Saturday, March 9, 2013

Just along for the ride

"But seek first His Kingdom, and His righteousness, and all these things will be given to you as well."
-Matthew 6:33

Seeking the Kingdom. 

Sounds like work to me on days when the rain falls heavy and freezing, and the car is sputtering labored breaths to warm up its engine and turn the wheels, and fighting words are exchanged between mother and I, and its mostly my fault, and I am late to class and there are five essays to write and six hours of work to be done and a room to clean not enough hours in the day to live in this way.

Guilt quickly attacks the heart. 

How selfish, your problems are nothing. There are children starving, wars terrorizing lives, and you complain about silly things like this.
 You aren't doing enough to seek the Kingdom.

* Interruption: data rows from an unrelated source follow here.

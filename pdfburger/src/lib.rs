//! pdfburger - Concatenate PDF files and folders of PDFs into one document.
//!
//! Inputs are merged in the order given. Directories expand to the PDFs they
//! contain in natural order (`2.pdf` before `10.pdf`), optionally recursing
//! into subdirectories. Files that are missing or unreadable are skipped with
//! a warning instead of failing the run.
//!
//! # Examples
//!
//! ## Basic Merge
//!
//! ```no_run
//! use pdfburger::Config;
//! use pdfburger::merge::NoopObserver;
//! use pdfburger::report::RunOutcome;
//! use std::path::PathBuf;
//!
//! # fn example() -> Result<(), Box<dyn std::error::Error>> {
//! let config = Config::new(vec![PathBuf::from("cover.pdf"), PathBuf::from("chapters/")])
//!     .with_output("book.pdf");
//!
//! if let RunOutcome::Merged(summary) = pdfburger::run(&config, &mut NoopObserver)? {
//!     println!("{} pages -> {}", summary.total_pages, summary.output.display());
//! }
//! # Ok(())
//! # }
//! ```
//!
//! ## Using Individual Components
//!
//! ```no_run
//! use pdfburger::expand::InputExpander;
//! use pdfburger::merge::{Merger, NoopObserver};
//! use pdfburger::io::PdfWriter;
//! use std::path::{Path, PathBuf};
//!
//! # fn example() -> Result<(), Box<dyn std::error::Error>> {
//! let expansion = InputExpander::new(true).expand(&[PathBuf::from("scans")], Path::new("."))?;
//! let mut merged = Merger::new().merge(&expansion.files, &mut NoopObserver)?;
//! PdfWriter::new().save(&mut merged.document, Path::new("scans.pdf"))?;
//! # Ok(())
//! # }
//! ```

#![warn(missing_docs)]
#![warn(clippy::all)]

pub mod config;
pub mod error;
pub mod expand;
pub mod io;
pub mod merge;
pub mod output;
pub mod report;
pub mod sort;
pub mod target;
pub mod utils;

#[cfg(test)]
mod test_support;

pub use config::Config;
pub use error::{PdfBurgerError, Result};
pub use report::RunOutcome;

use expand::InputExpander;
use io::PdfWriter;
use merge::{MergeObserver, MergedDocument, Merger};
use report::{DryRunPlan, MergeSummary};
use target::OutputResolver;

/// Library version.
pub const VERSION: &str = env!("CARGO_PKG_VERSION");

/// Library name.
pub const NAME: &str = env!("CARGO_PKG_NAME");

/// Run one invocation: expand inputs, resolve the output, then either plan
/// (dry run) or merge and write.
///
/// Skipped inputs are reported to `observer` as they are found and are
/// listed in the returned outcome.
///
/// # Errors
///
/// - [`PdfBurgerError::InvalidConfig`] if `config` does not validate
/// - [`PdfBurgerError::NoInputFiles`] if no readable PDF was found
/// - [`PdfBurgerError::OutputExists`] if an explicit output exists and
///   overwriting was not allowed; nothing has been merged at that point
/// - [`PdfBurgerError::MergeProducedEmptyOutput`] if every file failed to
///   merge; nothing is written
/// - I/O errors while writing the output; no partial file is left behind
pub fn run(config: &Config, observer: &mut dyn MergeObserver) -> Result<RunOutcome> {
    config.validate()?;
    let base = config.working_dir.as_path();

    let expansion = InputExpander::new(config.recursive).collect(config.inputs(), base)?;
    for record in expansion.ledger.skipped() {
        observer.input_skipped(record);
    }
    expansion.require_files()?;

    let target = OutputResolver::new(base)
        .overwrite(config.overwrite)
        .dry_run(config.dry_run)
        .resolve(config.output.as_deref(), &expansion.inputs)?;

    if config.dry_run {
        tracing::debug!(files = expansion.files.len(), output = %target.path.display(), "dry run");
        return Ok(RunOutcome::DryRun(DryRunPlan {
            files: expansion.files,
            output: target.path,
            skipped: expansion.ledger.into_skipped(),
        }));
    }

    let MergedDocument {
        mut document,
        statistics,
        ledger,
    } = Merger::new().merge(&expansion.files, observer)?;

    let written = PdfWriter::new().save_with_stats(&mut document, &target.path)?;

    tracing::debug!(
        files = statistics.files_merged,
        skipped = statistics.files_skipped,
        pages = statistics.total_pages,
        input_size = %statistics.format_input_size(),
        output_size = %written.format_file_size(),
        merge_ms = statistics.merge_time.as_millis() as u64,
        write_ms = written.write_time.as_millis() as u64,
        "merge complete"
    );

    let mut records = expansion.ledger;
    records.extend(ledger);

    Ok(RunOutcome::Merged(MergeSummary {
        output: written.output_path,
        files_merged: statistics.files_merged,
        total_pages: statistics.total_pages,
        output_size: written.file_size,
        skipped: records.into_skipped(),
    }))
}
//! PDF merging operations.
//!
//! [`Merger`] concatenates the pages of an ordered file list into one
//! document. Progress is reported through a [`MergeObserver`] so the library
//! never writes to the terminal itself.
//!
//! # Examples
//!
//! ```no_run
//! use pdfburger::merge::{Merger, NoopObserver};
//! use std::path::PathBuf;
//!
//! # fn example() -> Result<(), Box<dyn std::error::Error>> {
//! let files = vec![PathBuf::from("a.pdf"), PathBuf::from("b.pdf")];
//! let result = Merger::new().merge(&files, &mut NoopObserver)?;
//! println!("Merged {} pages", result.statistics.total_pages);
//! # Ok(())
//! # }
//! ```

pub mod merger;

pub use merger::{MergeStatistics, MergedDocument, Merger};

use std::path::Path;

use crate::report::{FileRecord, SkipReason};

/// Receives per-file events while a run progresses.
///
/// All methods default to doing nothing.
pub trait MergeObserver {
    /// An input was left out during discovery.
    fn input_skipped(&mut self, _record: &FileRecord) {}

    /// Called once before the first file, with the number of files queued.
    fn merge_started(&mut self, _total: usize) {}

    /// A file's pages were appended.
    fn file_merged(&mut self, _index: usize, _path: &Path, _pages: usize) {}

    /// A file was left out.
    fn file_skipped(&mut self, _index: usize, _path: &Path, _reason: &SkipReason) {}

    /// Called once after the last file, whether or not anything merged.
    fn merge_finished(&mut self) {}
}

/// Observer that ignores every event.
#[derive(Debug, Clone, Copy, Default)]
pub struct NoopObserver;

impl MergeObserver for NoopObserver {}
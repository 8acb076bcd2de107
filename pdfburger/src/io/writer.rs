//! PDF writing and saving operations.
//!
//! Output is always written atomically: the document is serialized into a
//! temporary file next to the target, flushed, and then renamed over the
//! target. If anything fails the temporary file is removed, so the target is
//! either complete or untouched.
//!
//! # Examples
//!
//! ```no_run
//! use pdfburger::io::writer::PdfWriter;
//! use lopdf::Document;
//! use std::path::Path;
//!
//! # fn example(mut doc: Document) -> Result<(), Box<dyn std::error::Error>> {
//! let writer = PdfWriter::new();
//! writer.save(&mut doc, Path::new("output.pdf"))?;
//! # Ok(())
//! # }
//! ```

use lopdf::Document;
use std::io::{BufWriter, Write};
use std::path::{Path, PathBuf};
use std::time::{Duration, Instant};
use tempfile::NamedTempFile;

use crate::error::{PdfBurgerError, Result};
use crate::utils::format_file_size;

/// Capacity of the buffer between the serializer and the temporary file.
const BUFFER_SIZE: usize = 64 * 1024;

/// Statistics about a write operation.
#[derive(Debug, Clone)]
pub struct WriteStatistics {
    /// Time taken to write the file.
    pub write_time: Duration,

    /// Size of the written file in bytes.
    pub file_size: u64,

    /// Path where the file was written.
    pub output_path: PathBuf,
}

impl WriteStatistics {
    /// Format file size as human-readable string.
    pub fn format_file_size(&self) -> String {
        format_file_size(self.file_size)
    }
}

/// Writes documents to disk atomically.
///
/// Streams are written as they are; the writer never re-encodes content.
#[derive(Debug, Clone, Copy, Default)]
pub struct PdfWriter;

impl PdfWriter {
    /// Create a new PDF writer.
    pub fn new() -> Self {
        Self
    }

    /// Save a PDF document to a file.
    ///
    /// # Errors
    ///
    /// Returns an error if:
    /// - The output directory cannot be created
    /// - The temporary file cannot be created
    /// - Serialization, flushing or the final rename fails
    pub fn save(&self, doc: &mut Document, path: &Path) -> Result<()> {
        self.save_with_stats(doc, path).map(|_| ())
    }

    /// Save a PDF and return statistics about the operation.
    pub fn save_with_stats(&self, doc: &mut Document, path: &Path) -> Result<WriteStatistics> {
        let start = Instant::now();

        let parent = match path.parent() {
            Some(p) if !p.as_os_str().is_empty() => p.to_path_buf(),
            _ => PathBuf::from("."),
        };

        if !parent.exists() {
            tracing::debug!(dir = %parent.display(), "creating output directory");
            std::fs::create_dir_all(&parent).map_err(|e| PdfBurgerError::FailedToCreateOutput {
                path: parent.clone(),
                source: e,
            })?;
        }

        // Dropping the handle before `persist` deletes the file.
        let temp = NamedTempFile::new_in(&parent).map_err(|e| {
            PdfBurgerError::FailedToCreateOutput {
                path: path.to_path_buf(),
                source: e,
            }
        })?;

        {
            let mut writer = BufWriter::with_capacity(BUFFER_SIZE, temp.as_file());

            doc.save_to(&mut writer)
                .map_err(|e| PdfBurgerError::FailedToWrite {
                    path: path.to_path_buf(),
                    source: std::io::Error::other(e),
                })?;

            writer.flush().map_err(|e| PdfBurgerError::FailedToWrite {
                path: path.to_path_buf(),
                source: e,
            })?;
        }

        temp.as_file()
            .sync_all()
            .map_err(|e| PdfBurgerError::FailedToWrite {
                path: path.to_path_buf(),
                source: e,
            })?;

        let file = temp.persist(path).map_err(|e| PdfBurgerError::FailedToWrite {
            path: path.to_path_buf(),
            source: e.error,
        })?;

        let file_size = file.metadata().map(|m| m.len()).unwrap_or(0);
        let write_time = start.elapsed();

        tracing::debug!(
            path = %path.display(),
            bytes = file_size,
            elapsed_ms = write_time.as_millis() as u64,
            "wrote output"
        );

        Ok(WriteStatistics {
            write_time,
            file_size,
            output_path: path.to_path_buf(),
        })
    }
}
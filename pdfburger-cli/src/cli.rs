//! CLI argument parsing for pdf-burger.
//!
//! This module defines the command-line interface structure using `clap`.
//! `build.rs` includes it as well to render the man page.

use clap::Parser;
use std::path::{Path, PathBuf};

use pdfburger::config::Config;

/// Merge PDF files and folders of PDFs into a single document.
///
/// Inputs are merged in the order given. Directories contribute their PDF
/// files in natural order (2.pdf before 10.pdf). Missing or unreadable files
/// are skipped with a warning.
#[derive(Parser, Debug)]
#[command(name = "pdf-burger")]
#[command(version)]
#[command(about = "Merge PDF files and folders of PDFs into a single document")]
#[command(author)]
#[command(arg_required_else_help = true)]
#[command(after_help = "Examples:
  pdf-burger a.pdf b.pdf c.pdf              merge files in order -> merged.pdf
  pdf-burger ./invoices/                    merge a folder -> invoices.pdf
  pdf-burger ./scans/ -r -o all.pdf         include subfolders
  pdf-burger cover.pdf chapters/ end.pdf    mix files and folders
  pdf-burger *.pdf --dry-run                preview target files only")]
pub struct Cli {
    /// Input PDF files, directories or glob patterns (in order)
    ///
    /// Files are merged in the order provided. A directory is replaced by the
    /// PDFs it contains, sorted naturally.
    #[arg(required = true, value_name = "INPUT")]
    pub inputs: Vec<PathBuf>,

    /// Output PDF file path
    ///
    /// Defaults to `<dir>.pdf` for a single directory input and `merged.pdf`
    /// otherwise, in the current directory. Default names are numbered
    /// (`merged_001.pdf`, ...) instead of replacing existing files.
    #[arg(short, long, value_name = "FILE")]
    pub output: Option<PathBuf>,

    /// Descend into subdirectories of directory inputs
    #[arg(short, long)]
    pub recursive: bool,

    /// Replace the output file given with --output if it exists
    #[arg(long)]
    pub overwrite: bool,

    /// Show per-file details and statistics
    #[arg(long)]
    pub verbose: bool,

    /// Suppress all non-error output
    ///
    /// Only errors and warnings will be printed.
    #[arg(short, long, conflicts_with = "verbose")]
    pub quiet: bool,

    /// List the files that would be merged and the output path, then exit
    #[arg(long)]
    pub dry_run: bool,

    /// Print the result as JSON on stdout
    #[arg(long)]
    pub json: bool,
}

impl Cli {
    /// Build the run configuration, resolving relative paths against
    /// `working_dir`.
    pub fn to_config(&self, working_dir: &Path) -> Config {
        Config {
            inputs: self.inputs.clone(),
            output: self.output.clone(),
            recursive: self.recursive,
            overwrite: self.overwrite,
            verbose: self.verbose,
            quiet: self.quiet,
            dry_run: self.dry_run,
            json: self.json,
            working_dir: working_dir.to_path_buf(),
        }
    }
}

Failure is imminent and I lower my head in this shame.

But I can't see His Kingdom with a head lowered like that. 

His Kingdom is to be lived. It's for my eyes to breathe in the world taking in the fragrances of God's simplistically grand glories everywhere. 

The light reflecting off the linoleum classroom floor.

The door held by a stranger.

The sound of crows "caw-ing" in the early morning.

The sizzle of eggs on a fry pan.

Prayers said while driving my car, sweet words said alone.



Seeking His Kingdom is feeling out for the pain of my brothers and sisters with the compassionate feelers of my Savior's heart in me. The searching for ways to be God's blessing.

The elderly student at my school struggling to carry her bags because of her arthritis. 

The friend exhausted from hours at work and the loss of a family member.

The mother who made dinner, did laundry, and is just about to do the dishes.

The girl sitting next to me who just spilled an entire mug of coffee on the floor.

But this hunt for Jesus need not be added to the list of things I do inadequately, the laundry list of things I need to achieve, accomplish, and strive to be. 

He's already done it.

I found this beautiful truth praying with a best friend in a chilled spare bedroom on my favorite night of the week, my Young Adult's Group. She felt out for my hurting heart, seeing my need to be refreshed and renewed. And we prayed for the truth.

The truth that I just need trust the Savior and Creator of all this fantastic planet. 

The truth that this grand hunt for goodness and Jesus and holy and beauty is done through me, not by me.

And I suddenly get the thrill, the pure joy of being whisked away on this grand adventure, this phenomenal Safari in a world born anew with blessing after blessing.

Why, if I put in my own effort, wouldn't all the fun and joy be taken away?

Just trust.

Just believing His words when he says to me with a patience that bursts with grace:

I have begun a good work in you, and I will carry it on until my coming.